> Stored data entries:
━━━━

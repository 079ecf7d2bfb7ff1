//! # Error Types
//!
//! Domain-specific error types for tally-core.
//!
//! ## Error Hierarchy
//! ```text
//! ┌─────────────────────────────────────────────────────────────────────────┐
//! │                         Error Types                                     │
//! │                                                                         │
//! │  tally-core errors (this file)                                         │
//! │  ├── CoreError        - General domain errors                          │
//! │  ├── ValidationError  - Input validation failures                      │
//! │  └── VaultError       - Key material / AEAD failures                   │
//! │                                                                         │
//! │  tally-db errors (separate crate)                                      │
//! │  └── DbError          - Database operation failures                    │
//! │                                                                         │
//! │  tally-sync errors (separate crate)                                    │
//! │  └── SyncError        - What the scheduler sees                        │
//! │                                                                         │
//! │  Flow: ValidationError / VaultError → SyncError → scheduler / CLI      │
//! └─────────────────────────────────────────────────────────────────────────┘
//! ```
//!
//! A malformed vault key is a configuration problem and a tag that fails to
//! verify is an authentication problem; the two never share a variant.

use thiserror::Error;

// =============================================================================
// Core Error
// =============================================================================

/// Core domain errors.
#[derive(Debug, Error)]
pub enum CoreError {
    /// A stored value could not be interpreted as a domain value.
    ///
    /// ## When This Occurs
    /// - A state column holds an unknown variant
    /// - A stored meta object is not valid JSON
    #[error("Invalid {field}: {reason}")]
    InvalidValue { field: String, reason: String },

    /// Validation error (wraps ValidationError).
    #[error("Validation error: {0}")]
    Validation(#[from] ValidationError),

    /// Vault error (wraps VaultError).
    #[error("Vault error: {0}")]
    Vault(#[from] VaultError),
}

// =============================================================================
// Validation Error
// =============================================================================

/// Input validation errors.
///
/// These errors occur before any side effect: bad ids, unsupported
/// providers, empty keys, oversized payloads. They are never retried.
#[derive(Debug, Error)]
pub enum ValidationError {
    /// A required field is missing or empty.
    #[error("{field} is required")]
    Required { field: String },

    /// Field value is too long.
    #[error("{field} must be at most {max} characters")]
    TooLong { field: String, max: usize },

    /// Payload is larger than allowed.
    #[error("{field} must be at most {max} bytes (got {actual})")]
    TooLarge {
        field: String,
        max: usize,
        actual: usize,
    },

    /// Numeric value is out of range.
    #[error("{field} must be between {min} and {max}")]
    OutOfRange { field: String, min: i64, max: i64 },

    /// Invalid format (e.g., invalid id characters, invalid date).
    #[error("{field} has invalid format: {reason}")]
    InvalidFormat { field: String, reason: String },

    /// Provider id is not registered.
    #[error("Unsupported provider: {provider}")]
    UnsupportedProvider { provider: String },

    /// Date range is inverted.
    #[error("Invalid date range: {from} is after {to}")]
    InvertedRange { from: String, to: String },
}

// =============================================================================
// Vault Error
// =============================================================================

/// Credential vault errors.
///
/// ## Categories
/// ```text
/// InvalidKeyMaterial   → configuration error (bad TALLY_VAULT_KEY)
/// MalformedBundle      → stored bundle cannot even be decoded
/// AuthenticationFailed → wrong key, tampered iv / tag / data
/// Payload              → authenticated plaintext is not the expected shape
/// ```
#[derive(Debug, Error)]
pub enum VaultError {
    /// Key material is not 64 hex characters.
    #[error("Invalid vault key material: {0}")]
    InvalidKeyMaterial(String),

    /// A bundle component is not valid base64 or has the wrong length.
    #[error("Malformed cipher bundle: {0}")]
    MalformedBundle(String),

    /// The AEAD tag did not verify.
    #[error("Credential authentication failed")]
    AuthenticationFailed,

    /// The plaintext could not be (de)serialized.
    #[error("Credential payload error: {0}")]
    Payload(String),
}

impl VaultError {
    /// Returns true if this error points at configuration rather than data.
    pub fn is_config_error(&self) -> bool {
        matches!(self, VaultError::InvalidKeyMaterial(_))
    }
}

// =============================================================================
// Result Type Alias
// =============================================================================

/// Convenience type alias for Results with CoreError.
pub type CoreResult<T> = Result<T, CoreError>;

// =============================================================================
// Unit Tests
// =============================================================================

━━━━

> Your instructions:
Of all the lines in the data, count those that contain "scheduler" and give that figure with nothing else.

> Output of the exercise:
2